▸ **WHAT YOU SHOULD DO**
Exactly as written, repeat all of the records below.

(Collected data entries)
◆ ◆ ◆ ◆ ◆ ◆ ◆
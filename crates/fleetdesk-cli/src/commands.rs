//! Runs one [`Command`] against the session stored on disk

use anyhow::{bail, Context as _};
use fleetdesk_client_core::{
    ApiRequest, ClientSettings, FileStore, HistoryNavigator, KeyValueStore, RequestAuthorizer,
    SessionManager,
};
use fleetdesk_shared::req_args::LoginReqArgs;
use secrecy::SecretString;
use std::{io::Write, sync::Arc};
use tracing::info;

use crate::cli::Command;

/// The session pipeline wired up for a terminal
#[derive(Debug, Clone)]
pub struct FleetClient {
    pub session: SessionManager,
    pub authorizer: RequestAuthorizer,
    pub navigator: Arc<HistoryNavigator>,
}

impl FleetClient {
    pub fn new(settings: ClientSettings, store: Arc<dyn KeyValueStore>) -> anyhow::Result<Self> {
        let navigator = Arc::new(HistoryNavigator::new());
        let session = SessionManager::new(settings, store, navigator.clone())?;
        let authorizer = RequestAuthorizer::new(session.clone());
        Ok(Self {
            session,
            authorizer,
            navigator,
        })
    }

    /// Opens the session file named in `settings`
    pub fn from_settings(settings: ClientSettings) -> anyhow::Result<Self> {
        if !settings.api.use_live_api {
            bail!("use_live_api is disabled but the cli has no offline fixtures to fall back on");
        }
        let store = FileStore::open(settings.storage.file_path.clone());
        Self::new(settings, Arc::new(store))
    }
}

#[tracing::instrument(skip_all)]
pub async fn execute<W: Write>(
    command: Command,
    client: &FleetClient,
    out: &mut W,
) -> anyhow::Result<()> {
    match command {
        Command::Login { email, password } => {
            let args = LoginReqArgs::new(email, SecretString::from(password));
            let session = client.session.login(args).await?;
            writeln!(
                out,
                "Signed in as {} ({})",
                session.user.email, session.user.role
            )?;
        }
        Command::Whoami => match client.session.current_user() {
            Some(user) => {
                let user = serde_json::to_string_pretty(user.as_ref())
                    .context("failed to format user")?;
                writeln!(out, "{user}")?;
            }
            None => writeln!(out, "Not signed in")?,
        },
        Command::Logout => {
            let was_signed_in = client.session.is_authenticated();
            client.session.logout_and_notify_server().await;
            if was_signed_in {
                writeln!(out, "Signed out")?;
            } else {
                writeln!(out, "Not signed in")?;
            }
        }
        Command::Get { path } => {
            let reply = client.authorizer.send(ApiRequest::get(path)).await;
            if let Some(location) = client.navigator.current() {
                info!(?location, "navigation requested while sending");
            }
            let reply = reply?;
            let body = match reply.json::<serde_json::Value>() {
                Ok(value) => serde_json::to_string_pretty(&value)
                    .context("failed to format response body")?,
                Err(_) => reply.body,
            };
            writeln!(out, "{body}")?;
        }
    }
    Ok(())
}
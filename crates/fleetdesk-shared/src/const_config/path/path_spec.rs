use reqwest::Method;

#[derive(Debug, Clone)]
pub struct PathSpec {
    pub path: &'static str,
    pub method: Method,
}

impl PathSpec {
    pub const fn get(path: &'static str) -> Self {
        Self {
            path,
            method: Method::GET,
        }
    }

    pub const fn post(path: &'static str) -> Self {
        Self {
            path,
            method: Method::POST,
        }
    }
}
◆ ◆ ◆ ◆ ◆ ◆ ◆
▸ **WRITTEN SOLUTION**
filename crates/fleetdesk-cli/src/commands.rs
//! Runs one [`Command`] against the session stored on disk

use anyhow::{bail, Context as _};
use fleetdesk_client_core::{
    ApiRequest, ClientSettings, FileStore, HistoryNavigator, KeyValueStore, RequestAuthorizer,
    SessionManager,
};
use fleetdesk_shared::req_args::LoginReqArgs;
use secrecy::SecretString;
use std::{io::Write, sync::Arc};
use tracing::info;

use crate::cli::Command;

/// The session pipeline wired up for a terminal
#[derive(Debug, Clone)]
pub struct FleetClient {
    pub session: SessionManager,
    pub authorizer: RequestAuthorizer,
    pub navigator: Arc<HistoryNavigator>,
}

impl FleetClient {
    pub fn new(settings: ClientSettings, store: Arc<dyn KeyValueStore>) -> anyhow::Result<Self> {
        let navigator = Arc::new(HistoryNavigator::new());
        let session = SessionManager::new(settings, store, navigator.clone())?;
        let authorizer = RequestAuthorizer::new(session.clone());
        Ok(Self {
            session,
            authorizer,
            navigator,
        })
    }

    /// Opens the session file named in `settings`
    pub fn from_settings(settings: ClientSettings) -> anyhow::Result<Self> {
        if !settings.api.use_live_api {
            bail!("use_live_api is disabled but the cli has no offline fixtures to fall back on");
        }
        let store = FileStore::open(settings.storage.file_path.clone());
        Self::new(settings, Arc::new(store))
    }
}

#[tracing::instrument(skip_all)]
pub async fn execute<W: Write>(
    command: Command,
    client: &FleetClient,
    out: &mut W,
) -> anyhow::Result<()> {
    match command {
        Command::Login { email, password } => {
            let args = LoginReqArgs::new(email, SecretString::from(password));
            let session = client.session.login(args).await?;
            writeln!(
                out,
                "Signed in as {} ({})",
                session.user.email, session.user.role
            )?;
        }
        Command::Whoami => match client.session.current_user() {
            Some(user) => {
                let user = serde_json::to_string_pretty(user.as_ref())
                    .context("failed to format user")?;
                writeln!(out, "{user}")?;
            }
            None => writeln!(out, "Not signed in")?,
        },
        Command::Logout => {
            let was_signed_in = client.session.is_authenticated();
            client.session.logout_and_notify_server().await;
            if was_signed_in {
                writeln!(out, "Signed out")?;
            } else {
                writeln!(out, "Not signed in")?;
            }
        }
        Command::Get { path } => {
            let reply = client.authorizer.send(ApiRequest::get(path)).await;
            if let Some(location) = client.navigator.current() {
                info!(?location, "navigation requested while sending");
            }
            let reply = reply?;
            let body = match reply.json::<serde_json::Value>() {
                Ok(value) => serde_json::to_string_pretty(&value)
                    .context("failed to format response body")?,
                Err(_) => reply.body,
            };
            writeln!(out, "{body}")?;
        }
    }
    Ok(())
}
filename crates/fleetdesk-shared/src/const_config/path/path_spec.rs
use reqwest::Method;

#[derive(Debug, Clone)]
pub struct PathSpec {
    pub path: &'static str,
    pub method: Method,
}

impl PathSpec {
    pub const fn get(path: &'static str) -> Self {
        Self {
            path,
            method: Method::GET,
        }
    }

    pub const fn post(path: &'static str) -> Self {
        Self {
            path,
            method: Method::POST,
        }
    }
}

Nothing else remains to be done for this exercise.